I admit I have removed a book from shelves once because of the graphic depiction of animal abuse and suffering. The Great Bear by Libby Gleeson is such a dark story. I didn’t realise that other Librarians had also reviewed this picture book as inappropriate for little ones till I looked it up now.  I wasn't the only one who had found this book, although classified as a picture book, to be too disturbing for small children to be confronted with such human cruelty, sadness and violence. 
Obviously children do rely on adults, librarians and teachers to shield them from harmful content and inappropriate material. Anne Scott Macleod asks if the concept of intellectual freedom even compatible with the concept of childhood (Macleod, 1994, p 174) Childhood is a time of innocence and vulnerability where adults make serious decisions on matters of child welfare.

Another things I discovered in this process is that as much as I enjoy learning and reading about a topic relevant to my work, I am not a happy academic and have not enjoyed referencing and regurgitating information succinctly. My motivation to learn is lessened by the necessity to aim for marks in an assignment, working in the industry already means my motivation is strictly for knowledge and to better myself, not to gain employment. I will need to have a more disciplined approach in the next subject if I am to begin to enjoy working towards my masters.

How might you fill those gaps?
I think that after this activity the issue is now on my radar. If someone now asked me what was my view on censorship it would depend on the item and the motivation to have it censored.  My idea of what is appropriate and not appropriate is subjective. The codes remove subjectivity and say it is not up to an individual or library to decide what people even children should read or not get to read. This scenario leaves children to develop their own opinions and belief system by being exposed to a range of ideologies. 

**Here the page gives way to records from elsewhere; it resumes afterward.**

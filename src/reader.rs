//! Reader for binary changeset files.
//!
//! The stream is a concatenation of table records and row records,
//! self-delimited:
//!
//! ```text
//! Table record:
//! ├── Marker 'T' (0x54)
//! ├── Column count (varint)
//! ├── Primary-key flags (1 byte per column, nonzero = primary key)
//! └── Table name (NUL-terminated UTF-8)
//!
//! Row record:
//! ├── Operation code: INSERT=0x12, DELETE=0x09, UPDATE=0x17
//! ├── Indirect flag (1 byte, read and ignored)
//! └── One row-value payload (INSERT: new, DELETE: old),
//!     or two (UPDATE: old, then new)
//! ```
//!
//! A table record replaces the current-table context; every row record is
//! interpreted against the most recent table. The whole file is loaded at
//! open and records are decoded on demand as
//! [`next_entry`](ChangesetReader::next_entry) is called.

use std::path::Path;

use tracing::{debug, trace};

use crate::changeset::{ChangesetEntry, ChangesetTable, OperationType};
use crate::encoding::constants::TABLE_MARKER;
use crate::encoding::varint::{VarintError, decode_varint};
use crate::encoding::{Value, decode_value};
use crate::errors::{Error, ParseError};

/// Byte cursor over the in-memory changeset buffer.
#[derive(Debug)]
struct Cursor {
    data: Vec<u8>,
    offset: usize,
}

impl Cursor {
    fn new(data: Vec<u8>) -> Self {
        Self { data, offset: 0 }
    }

    fn is_at_end(&self) -> bool {
        self.offset >= self.data.len()
    }

    fn remaining(&self) -> &[u8] {
        &self.data[self.offset..]
    }

    fn read_byte(&mut self) -> Result<u8, ParseError> {
        let byte = *self
            .data
            .get(self.offset)
            .ok_or(ParseError::UnexpectedEof(self.offset))?;
        self.offset += 1;
        Ok(byte)
    }

    fn read_varint(&mut self) -> Result<u32, ParseError> {
        let start = self.offset;
        let (value, len) = decode_varint(self.remaining()).map_err(|err| match err {
            VarintError::Truncated => ParseError::UnexpectedEof(self.data.len()),
            VarintError::TooLong => ParseError::OversizedVarint(start),
        })?;
        self.offset += len;
        Ok(value)
    }

    fn read_bytes(&mut self, count: usize) -> Result<&[u8], ParseError> {
        let end = self
            .offset
            .checked_add(count)
            .filter(|&end| end <= self.data.len())
            .ok_or(ParseError::UnexpectedEof(self.data.len()))?;
        let bytes = &self.data[self.offset..end];
        self.offset = end;
        Ok(bytes)
    }

    /// Consume up to and including the next NUL byte; returns the bytes
    /// before it.
    fn read_until_nul(&mut self) -> Result<&[u8], ParseError> {
        let start = self.offset;
        let len = self
            .remaining()
            .iter()
            .position(|&byte| byte == 0)
            .ok_or(ParseError::UnterminatedTableName(start))?;
        let bytes = &self.data[start..start + len];
        self.offset = start + len + 1;
        Ok(bytes)
    }

    fn read_value(&mut self) -> Result<Value, ParseError> {
        let (value, len) = decode_value(self.remaining(), self.offset)?;
        self.offset += len;
        Ok(value)
    }

    fn read_row_values(&mut self, count: usize) -> Result<Vec<Value>, ParseError> {
        let mut values = Vec::with_capacity(count);
        for _ in 0..count {
            values.push(self.read_value()?);
        }
        Ok(values)
    }
}

/// Row record decoded from the stream, before the table borrow is attached.
struct RowRecord {
    op: OperationType,
    old_values: Vec<Value>,
    new_values: Vec<Value>,
    /// Offset of the operation byte.
    offset: usize,
}

/// Reader of binary changeset files.
///
/// Use [`open`](Self::open) (or [`from_bytes`](Self::from_bytes)) once,
/// then call [`next_entry`](Self::next_entry) until it returns `Ok(None)`.
///
/// The sequence is one-shot: there is no rewind, and after a parse error
/// the reader stays failed. Re-reading a file takes a fresh reader.
#[derive(Debug)]
pub struct ChangesetReader {
    cursor: Cursor,
    /// Most recently announced table; row records are decoded against it.
    current_table: Option<ChangesetTable>,
    /// First parse error, replayed by every later call.
    fault: Option<ParseError>,
}

impl ChangesetReader {
    /// Open a changeset file and load it fully into memory.
    ///
    /// # Errors
    ///
    /// Returns [`Error::Io`] if the file cannot be read.
    pub fn open(path: impl AsRef<Path>) -> Result<Self, Error> {
        let path = path.as_ref();
        let data = std::fs::read(path)?;
        debug!(path = %path.display(), bytes = data.len(), "opened changeset for reading");
        Ok(Self::from_bytes(data))
    }

    /// Create a reader over an in-memory changeset.
    #[must_use]
    pub fn from_bytes(data: impl Into<Vec<u8>>) -> Self {
        Self {
            cursor: Cursor::new(data.into()),
            current_table: None,
            fault: None,
        }
    }

    /// Decode the next change entry.
    ///
    /// Returns `Ok(None)` at a clean end of stream. The returned entry
    /// borrows the reader's current-table slot, so it must be dropped
    /// before the next call; clone the table metadata to retain it longer.
    ///
    /// # Errors
    ///
    /// Returns [`Error::Parse`] on malformed input, carrying the byte
    /// offset. The reader is poisoned afterwards: every further call
    /// reports the same error.
    pub fn next_entry(&mut self) -> Result<Option<ChangesetEntry<'_>>, Error> {
        if let Some(err) = &self.fault {
            return Err(err.clone().into());
        }

        let row = match self.next_row() {
            Ok(row) => row,
            Err(err) => {
                self.fault = Some(err.clone());
                return Err(err.into());
            }
        };
        let Some(row) = row else {
            trace!("end of changeset stream");
            return Ok(None);
        };

        // next_row only yields a row once a table record has been seen
        let table = self
            .current_table
            .as_ref()
            .ok_or(ParseError::RowBeforeTable(row.offset))?;
        Ok(Some(ChangesetEntry {
            op: row.op,
            old_values: row.old_values,
            new_values: row.new_values,
            table,
        }))
    }

    /// Advance past any table records to the next row record and decode it.
    ///
    /// Returns `Ok(None)` when the buffer is exhausted at a record
    /// boundary.
    fn next_row(&mut self) -> Result<Option<RowRecord>, ParseError> {
        loop {
            if self.cursor.is_at_end() {
                return Ok(None);
            }

            let offset = self.cursor.offset;
            let marker = self.cursor.read_byte()?;
            if marker == TABLE_MARKER {
                self.read_table_record()?;
                continue;
            }

            let Some(op) = OperationType::from_wire(marker) else {
                return Err(ParseError::InvalidOpCode(marker, offset));
            };
            let Some(table) = self.current_table.as_ref() else {
                return Err(ParseError::RowBeforeTable(offset));
            };
            let column_count = table.column_count();

            // Indirect flag: read and ignored
            self.cursor.read_byte()?;

            let (old_values, new_values) = match op {
                OperationType::Insert => (Vec::new(), self.cursor.read_row_values(column_count)?),
                OperationType::Delete => (self.cursor.read_row_values(column_count)?, Vec::new()),
                OperationType::Update => {
                    let old_values = self.cursor.read_row_values(column_count)?;
                    let new_values = self.cursor.read_row_values(column_count)?;
                    (old_values, new_values)
                }
            };

            return Ok(Some(RowRecord {
                op,
                old_values,
                new_values,
                offset,
            }));
        }
    }

    /// Decode a table record (marker byte already consumed) and make it the
    /// current table.
    fn read_table_record(&mut self) -> Result<(), ParseError> {
        let column_count = self.cursor.read_varint()? as usize;
        let flags = self.cursor.read_bytes(column_count)?;
        let primary_keys: Vec<bool> = flags.iter().map(|&byte| byte != 0).collect();

        let name_offset = self.cursor.offset;
        let name_bytes = self.cursor.read_until_nul()?;
        let name = std::str::from_utf8(name_bytes)
            .map_err(|_| ParseError::InvalidTableName(name_offset))?
            .to_owned();

        trace!(table = %name, columns = column_count, "table record");
        self.current_table = Some(ChangesetTable::new(name, primary_keys));
        Ok(())
    }
}

#[cfg(test)]
mod tests {
    use super::*;

    /// Table record for a two-column table "t" with the first column as
    /// primary key.
    fn table_record() -> Vec<u8> {
        vec![0x54, 0x02, 0x01, 0x00, b't', 0x00]
    }

    fn int_value(v: i64) -> Vec<u8> {
        let mut bytes = vec![0x01];
        bytes.extend(v.to_be_bytes());
        bytes
    }

    fn parse_err(reader: &mut ChangesetReader) -> ParseError {
        match reader.next_entry() {
            Err(Error::Parse(err)) => err,
            other => panic!("expected parse error, got {other:?}"),
        }
    }

    #[test]
    fn test_empty_stream_is_clean_end() {
        let mut reader = ChangesetReader::from_bytes(Vec::new());
        assert!(reader.next_entry().unwrap().is_none());
        // Still clean on repeated calls
        assert!(reader.next_entry().unwrap().is_none());
    }

    #[test]
    fn test_table_record_only_is_clean_end() {
        let mut reader = ChangesetReader::from_bytes(table_record());
        assert!(reader.next_entry().unwrap().is_none());
    }

    #[test]
    fn test_parses_insert() {
        let mut data = table_record();
        data.push(0x12);
        data.push(0x00);
        data.extend(int_value(7));
        data.extend([0x03, 0x01, b'a']);

        let mut reader = ChangesetReader::from_bytes(data);
        let entry = reader.next_entry().unwrap().expect("one entry");
        assert_eq!(entry.op, OperationType::Insert);
        assert!(entry.old_values.is_empty());
        assert_eq!(entry.new_values, vec![Value::Int(7), Value::from("a")]);
        assert_eq!(entry.table.name(), "t");
        assert_eq!(entry.table.primary_keys(), &[true, false]);
        assert!(reader.next_entry().unwrap().is_none());
    }

    #[test]
    fn test_parses_update_with_undefined_slots() {
        let mut data = table_record();
        data.push(0x17);
        data.push(0x00);
        // old: [7, "a"]
        data.extend(int_value(7));
        data.extend([0x03, 0x01, b'a']);
        // new: [undefined, "b"]
        data.push(0x00);
        data.extend([0x03, 0x01, b'b']);

        let mut reader = ChangesetReader::from_bytes(data);
        let entry = reader.next_entry().unwrap().expect("one entry");
        assert_eq!(entry.op, OperationType::Update);
        assert_eq!(entry.old_values, vec![Value::Int(7), Value::from("a")]);
        assert_eq!(entry.new_values, vec![Value::Undefined, Value::from("b")]);
    }

    #[test]
    fn test_row_before_table_record() {
        let mut reader = ChangesetReader::from_bytes(vec![0x12]);
        assert_eq!(parse_err(&mut reader), ParseError::RowBeforeTable(0));
    }

    #[test]
    fn test_unknown_record_marker() {
        let mut data = table_record();
        data.push(0x99);
        let mut reader = ChangesetReader::from_bytes(data);
        assert_eq!(parse_err(&mut reader), ParseError::InvalidOpCode(0x99, 6));
    }

    #[test]
    fn test_unknown_value_tag_offset() {
        let mut data = table_record();
        data.extend([0x12, 0x00, 0x07]);
        let mut reader = ChangesetReader::from_bytes(data);
        assert_eq!(parse_err(&mut reader), ParseError::UnknownValueTag(0x07, 8));
    }

    #[test]
    fn test_truncated_row_record() {
        let mut data = table_record();
        data.extend([0x12, 0x00]);
        data.extend([0x01, 0x00, 0x00]); // integer cut short
        let len = data.len();
        let mut reader = ChangesetReader::from_bytes(data);
        assert_eq!(parse_err(&mut reader), ParseError::UnexpectedEof(len));
    }

    #[test]
    fn test_oversized_varint_in_table_record() {
        let data = vec![0x54, 0x80, 0x80, 0x80, 0x80, 0x80, 0x00];
        let mut reader = ChangesetReader::from_bytes(data);
        assert_eq!(parse_err(&mut reader), ParseError::OversizedVarint(1));
    }

    #[test]
    fn test_unterminated_table_name() {
        let data = vec![0x54, 0x01, 0x01, b't'];
        let mut reader = ChangesetReader::from_bytes(data);
        assert_eq!(parse_err(&mut reader), ParseError::UnterminatedTableName(3));
    }

    #[test]
    fn test_invalid_utf8_table_name() {
        let data = vec![0x54, 0x01, 0x01, 0xff, 0x00];
        let mut reader = ChangesetReader::from_bytes(data);
        assert_eq!(parse_err(&mut reader), ParseError::InvalidTableName(3));
    }

    #[test]
    fn test_reader_is_poisoned_after_failure() {
        let mut reader = ChangesetReader::from_bytes(vec![0x12]);
        let first = parse_err(&mut reader);
        let second = parse_err(&mut reader);
        assert_eq!(first, second);
    }

    #[test]
    fn test_indirect_flag_is_ignored() {
        let mut data = table_record();
        data.push(0x12);
        data.push(0x7f); // nonzero indirect flag
        data.extend(int_value(1));
        data.push(0x05);

        let mut reader = ChangesetReader::from_bytes(data);
        let entry = reader.next_entry().unwrap().expect("one entry");
        assert_eq!(entry.new_values, vec![Value::Int(1), Value::Null]);
    }

    #[test]
    fn test_table_switch_between_rows() {
        let mut data = table_record();
        data.extend([0x12, 0x00]);
        data.extend(int_value(1));
        data.push(0x05);
        // one-column table "u", then a delete against it
        data.extend([0x54, 0x01, 0x01, b'u', 0x00]);
        data.extend([0x09, 0x00]);
        data.extend(int_value(2));

        let mut reader = ChangesetReader::from_bytes(data);

        let entry = reader.next_entry().unwrap().expect("first entry");
        assert_eq!(entry.table.name(), "t");
        assert_eq!(entry.table.column_count(), 2);

        let entry = reader.next_entry().unwrap().expect("second entry");
        assert_eq!(entry.table.name(), "u");
        assert_eq!(entry.table.column_count(), 1);
        assert_eq!(entry.op, OperationType::Delete);
        assert_eq!(entry.old_values, vec![Value::Int(2)]);

        assert!(reader.next_entry().unwrap().is_none());
    }
}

I have concluded that most Children and School Librarians do make censorship decisions all the time but they may not be overt. They may be hidden in selection decisions or even in refusal to recognise subject gaps in collections. As an example close to home, I came to this role after 2 very religious children’s librarians lead by another outspoken religious Team Coordinator.  A bias had clearly formed in Junior Non Fiction Collection during that 8 year period. There was not a single book on evolution or Darwin when I joined the staff, but yet there were a disproportionate number of books (around 20 titles) in the section on Saints, Christianity and Western religions. I believe that if Junior books on evolution had been consciously omitted that it was absolutely unethical.
The ALIA Statement on Professional Conduct encourages 'intellectual freedom and the free flow of information and ideas". All Public Library staff should follow this code.

References

ALIA Statement on free access to infomation (2007). Retrieved from www.alia.org.au/about-alia/policies-standards-and-guidelines/statement-free-access-information

ALIA Statement on Professional Conduct (2001). Retrieved from www.alia.org.au/policies/

American Library Association (n.d). Retrieved from http://www.ala.org/ 
 

Duthie, F.(2010). Libraries and the Ethics of Censorship. Australian Library Journal

IFLA Statement on Libraries and Intellectual Freedom (1999). Retrieved from www.ifla.org/publications/ifla-statement-on-libraries-and-intellectual-freedom

Macloed, A. (1994). American Childhood: essays on Children's Literature of the Nineteenth and Twentieth Centuries. Athens, GA: University of Georgia Press, 1994.